May 14, 2014 09:21 GMT  ·  By

The KDE Project developers have unveiled the first Beta of the next-generation Plasma workspace, bringing it a little closer to the final version.

Plasma Next has been built to eventually replace the current KDE Plasma Platform, which seems to have run its course. The current Plasma project is still being maintained and new versions will still be released, but the new Plasma Next project is the future.

To make things more manageable for the developers, the project has been separated in a few smaller ones that in the end will come together in a single, bigger product. This is not only a change of name, but a true evolution of the KDE Plasma.

Just like the new Ubuntu Touch and Unity, Plasma Next is built using QML and runs on top of a fully hardware-accelerated graphics stack using Qt 5, QtQuick 2, and an OpenGL(-ES) scenegraph.

“For the first time KDE is shipping its own font. Oxygen Font is designed to be optimised for the FreeType font rendering system and works well in all graphical user interfaces, desktops and devices. For the first time KDE is shipping its own font. Oxygen Font is designed to be optimised for the FreeType font rendering system and works well in all graphical user interfaces, desktops and devices.”

“The workspace demonstrated in this pre-release is Plasma Desktop. It represents an evolution of known desktop and laptop paradigms. Plasma Next keeps existing workflows intact, while providing incremental visual and interactive improvements,” reads the official announcement.

The KDE developers have invited everyone to come and test the new Plasma experience, even if it's not stable. There is still a lot of work to be done, but the devs are committed to shipping a stable release in a little under two months, in July.

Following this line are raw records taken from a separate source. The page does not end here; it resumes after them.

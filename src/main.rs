//! anycast-healthd
//!
//! Announces anycast addresses only while the local service is healthy.
//!
//! # Architecture Overview
//!
//! ```text
//!   ┌──────────────────────────────── anycast-healthd ────────────────────────────────┐
//!   │                                                                                 │
//!   │   ┌──────────┐   tick    ┌──────────────┐  target   ┌───────────────────┐      │
//!   │   │lifecycle │──────────▶│   failover   │──────────▶│      address      │      │
//!   │   │ signals  │ shutdown  │  controller  │           │ manager + iproute │──────┼──▶ kernel: ip addr on lo
//!   │   └──────────┘           └──────┬───────┘           └───────────────────┘      │         │
//!   │                                 │ probe                                        │         ▼
//!   │                          ┌──────▼───────┐                                      │    zebra/ospfd
//!   │                          │    health    │── dns / tcp / http / command ───────┼──▶ local service
//!   │                          └──────────────┘                                      │
//!   │                                                                                 │
//!   │   config (TOML + env)   observability (tracing, prometheus)   resilience       │
//!   └─────────────────────────────────────────────────────────────────────────────────┘
//! ```

use std::path::PathBuf;
use std::process::ExitCode;

use clap::{Parser, Subcommand};

use anycast_healthd::address::{AddressManager, AddressSet, IpCommand};
use anycast_healthd::config::{load_config, DaemonConfig};
use anycast_healthd::health::{build_probe, run_probe};
use anycast_healthd::lifecycle::{render_program, run_daemon, ExitStatus};
use anycast_healthd::observability::logging::init_logging;

#[derive(Parser)]
#[command(name = "anycast-healthd")]
#[command(version, about = "Health-check driven anycast address controller", long_about = None)]
struct Cli {
    /// Path to the TOML configuration file.
    #[arg(short, long, default_value = "/etc/anycast-healthd/config.toml")]
    config: PathBuf,

    #[command(subcommand)]
    command: Option<Commands>,
}

#[derive(Subcommand)]
enum Commands {
    /// Run the controller in the foreground (default)
    Run,
    /// Probe the local service once; exit 0 if healthy, 1 if not
    Check,
    /// Show which anycast addresses are bound on the interface
    Status,
    /// Validate the configuration and exit
    Validate,
    /// Print the supervisord program stanza for this daemon
    SupervisorProgram,
}

#[tokio::main]
async fn main() -> ExitCode {
    let cli = Cli::parse();

    let config = match load_config(&cli.config) {
        Ok(config) => config,
        Err(e) => {
            eprintln!("anycast-healthd: {}: {}", cli.config.display(), e);
            return ExitStatus::ConfigError.into();
        }
    };

    match cli.command.unwrap_or(Commands::Run) {
        Commands::Run => {
            if let Err(e) = init_logging(&config.observability) {
                eprintln!("anycast-healthd: failed to initialize logging: {}", e);
                return ExitStatus::ConfigError.into();
            }
            tracing::info!(version = env!("CARGO_PKG_VERSION"), "anycast-healthd starting");
            let status = run_daemon(config).await;
            tracing::info!(exit_code = status.code(), "Shutdown complete");
            status.into()
        }
        Commands::Check => check(&config).await,
        Commands::Status => status(&config).await,
        Commands::Validate => {
            println!(
                "configuration OK: {} address(es) on {}, {:?} probe every {}s",
                config.addresses.len(),
                config.interface,
                config.probe.kind,
                config.probe.interval_secs
            );
            ExitCode::SUCCESS
        }
        Commands::SupervisorProgram => {
            print!(
                "{}",
                render_program(
                    &config.supervisor,
                    &cli.config,
                    config.shutdown.grace_period_secs
                )
            );
            ExitCode::SUCCESS
        }
    }
}

async fn check(config: &DaemonConfig) -> ExitCode {
    let probe = match build_probe(&config.probe) {
        Ok(probe) => probe,
        Err(e) => {
            eprintln!("anycast-healthd: {}", e);
            return ExitStatus::ConfigError.into();
        }
    };

    let result = run_probe(&probe, config.probe.timeout()).await;
    match serde_json::to_string_pretty(&result) {
        Ok(json) => println!("{}", json),
        Err(e) => eprintln!("anycast-healthd: cannot render result: {}", e),
    }

    if result.success {
        ExitCode::SUCCESS
    } else {
        ExitCode::FAILURE
    }
}

async fn status(config: &DaemonConfig) -> ExitCode {
    let set = match AddressSet::from_cidrs(&config.interface, &config.addresses) {
        Ok(set) => set,
        Err(e) => {
            eprintln!("anycast-healthd: {}", e);
            return ExitStatus::ConfigError.into();
        }
    };

    let manager = AddressManager::new(IpCommand::default());
    match manager.report(&set).await {
        Ok(report) => match serde_json::to_string_pretty(&report) {
            Ok(json) => {
                println!("{}", json);
                ExitCode::SUCCESS
            }
            Err(e) => {
                eprintln!("anycast-healthd: cannot render status: {}", e);
                ExitCode::FAILURE
            }
        },
        Err(e) => {
            eprintln!("anycast-healthd: cannot read {}: {}", set.interface(), e);
            ExitCode::FAILURE
        }
    }
}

There are a number of ways of testing the new Beta release of Plasma Next. Some distributions have already integrated it in the repositories, but a live OS image update with the latest builds straight from source, called Neon5 ISO, is also available for download.

The Live image is based on Ubuntu 14.04 LTS and it can help users see what the new desktop environment actually looks like.

More details about this build and the changes in the Plasma Next branch can be found in the official announcement. Also, you can download the latest Plasma Next sources right now from the website.

Remember that this is a development version and it should NOT be installed on production machines. It is intended for testing purposes only.